|Turkish President Recep Tayyip Erdogan|
In the next two days, however, the major figures in the AKP disowned Kahraman’s position on a “religious constitution.” The AKP’s Mustafa Sentop, chairman of parliament's constitutional commission, said that Kahraman’s view was not a “party stance” and that “secularism is preserved in our constitutional draft.” Prime Minister Ahmet Davutoglu asserted, “In the new constitution that we are preparing, the principle of secularism will be included.” He added that it would be a “liberal interpretation” of secularism, not an “authoritarian” version. In also addressing the controversy, Erdogan not only professed support for secularism, but even offered an inspired defense of the principle.
UNDER SHIRA LAW?
Defining secularism as the state's “obligation to stay at an equal distance to different faith groups,” he explained why it is a good idea: “If the faith of all religious groups in this country is guaranteed in the constitution, and the state’s equal distance to all religious groups is a foundation, why do you need to emphasize Islam? If I can live my faith as a Muslim the way I want to, the issue is over. If a Christian can live his/her Christianity, if a Jew can live his/her Jewishness or an atheist can live his/her atheism, the issue is also over for them.”
Will Erdogan's powerful statement ease the tensions over secularism? Probably not, because many secularists fear that they have not yet seen the AKP’s “true face.”
A common view in opposition circles is that Kahraman’s statement on doing away with secularism and introducing a religious constitution did not reflect his “personal views,” as he claimed, but was in fact part of a plan cooked up by Erdogan. Accordingly, Erdogan wanted to test the waters by having Kahraman float the idea of a religious constitution, but then defended secularism after the reaction it elicited. An “Islamic state,” however, remains Erdogan's long-term goal in their thinking. Another, more persuasive interpretation of events would be as follows.
Erdogan’s ambitions are more about power than doctrine. For power, he needs to sustain popular support, and for popular support, he needs to use religion, but only to a certain extent. While religious symbolism has broad appeal in Turkey, a Quran-thumping Islamic state does not. Various polls bear this out. The most recent survey of the political inclinations of Turkish society was conducted in 2013 by the Pew Research Center, which found that only 12% of all Turks support “making Sharia the official law in their country.” In contrast, 84% of Pakistanis and 74% of Egyptians supported the idea.
Erdogan likely has the support of this hardcore, Islamist minority of 12%, who probably do expect him to create their utopia. At the same time, he also has the support of a much larger block of “conservative” voters who are religious and like reference to religion, but who still prefer to live under secular law. This is why Erdogan would want to retain secularism in the Turkish constitution, albeit while not shying from venerating religion in the public square or perhaps even in the constitution.

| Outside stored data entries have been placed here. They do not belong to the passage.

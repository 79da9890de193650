//! Configuration management.
//!
//! This module resolves the database location and the completion-endpoint
//! settings.
//!
//! # Architecture
//!
//! LinkStash uses a **global database**: one SQLite file at
//! `~/.linkstash/data/linkstash.db` shared by every invocation. There is no
//! per-directory state; the collection is machine-wide, like a browser's
//! bookmark store.

use std::path::{Path, PathBuf};

/// Get the global LinkStash directory location.
///
/// Always `~/.linkstash/`.
#[must_use]
pub fn global_linkstash_dir() -> Option<PathBuf> {
    directories::BaseDirs::new().map(|b| b.home_dir().join(".linkstash"))
}

/// Check if test mode is enabled.
///
/// Test mode is enabled by setting `LKS_TEST_DB=1` (or any non-empty value).
/// This redirects all database operations to an isolated test database.
#[must_use]
pub fn is_test_mode() -> bool {
    std::env::var("LKS_TEST_DB")
        .map(|v| !v.is_empty() && v != "0" && v.to_lowercase() != "false")
        .unwrap_or(false)
}

/// Get the test database path.
///
/// Returns `~/.linkstash/test/linkstash.db` for isolated testing.
#[must_use]
pub fn test_db_path() -> Option<PathBuf> {
    global_linkstash_dir().map(|dir| dir.join("test").join("linkstash.db"))
}

/// Resolve the database path.
///
/// Priority:
/// 1. If `explicit_path` is provided, use it directly
/// 2. `LKS_TEST_DB` environment variable → uses test database
/// 3. `LINKSTASH_DB` environment variable
/// 4. Global location: `~/.linkstash/data/linkstash.db`
///
/// # Test Mode
///
/// Set `LKS_TEST_DB=1` to use `~/.linkstash/test/linkstash.db` instead.
/// This keeps your real collection safe during development.
///
/// # Returns
///
/// Returns the path to the database file, or `None` if no location found.
#[must_use]
pub fn resolve_db_path(explicit_path: Option<&Path>) -> Option<PathBuf> {
    // Priority 1: Explicit path from CLI flag
    if let Some(path) = explicit_path {
        return Some(path.to_path_buf());
    }

    // Priority 2: Test mode - use isolated test database
    if is_test_mode() {
        return test_db_path();
    }

    // Priority 3: LINKSTASH_DB environment variable
    if let Ok(db_path) = std::env::var("LINKSTASH_DB") {
        if !db_path.trim().is_empty() {
            return Some(PathBuf::from(db_path));
        }
    }

    // Priority 4: Global database location
    global_linkstash_dir().map(|dir| dir.join("data").join("linkstash.db"))
}

/// Resolve the completion-endpoint base URL.
///
/// `LINKSTASH_API_BASE` overrides the default OpenAI endpoint; any
/// OpenAI-compatible server works. A trailing slash is stripped.
#[must_use]
pub fn resolve_api_base() -> String {
    std::env::var("LINKSTASH_API_BASE")
        .ok()
        .filter(|v| !v.trim().is_empty())
        .map_or_else(
            || "https://api.openai.com/v1".to_string(),
            |v| v.trim_end_matches('/').to_string(),
        )
}

/// Resolve the completion model identifier.
///
/// `LINKSTASH_MODEL` overrides the default.
#[must_use]
pub fn resolve_model() -> String {
    std::env::var("LINKSTASH_MODEL")
        .ok()
        .filter(|v| !v.trim().is_empty())
        .unwrap_or_else(|| "gpt-3.5-turbo".to_string())
}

A journalist with access to the AKP recently wrote in an insider report that there is a chance that the new constitution will preserve secularism — “laiklik,” from the French “laïcité” — but the preamble might make reference to “Allah and the religion of Islam,” along with some historical figures such as Rumi and Atatürk — in other words, something for everybody. Another rumor is that the preamble will make reference to “the Creator,” a possible inspiration from the US Declaration of Independence.
The more likely future for Turkey is not a Sharia-imposing Islamic state, but a more conservative state re-designed in the image of the AKP. Keep in mind that the latter-day ideology of the party is not simply “Islamism” after all, but “Erdoganism,” in which Islamism is indeed an important theme, but not the only theme. This would not put Turkey on the path to becoming another Iran or Saudi Arabia, as Turkey’s secularists fear, but it could lead in the direction of another Russia, where a similar ideology, “Putinism,” rules.
As the journalist Fareed Zakaria astutely observed, Putinism consists of five fundamentals: religion, nationalism, social conservatism, state capitalism and government media control. “Returning to the values of religion” — in particular Orthodox Christianity — is a powerful theme in Putin’s agenda, with a global vision of “protecting persecuted Christians all over the world.” Replace “Christian” with “Muslim,” and one has Turkey’s ruling ideology.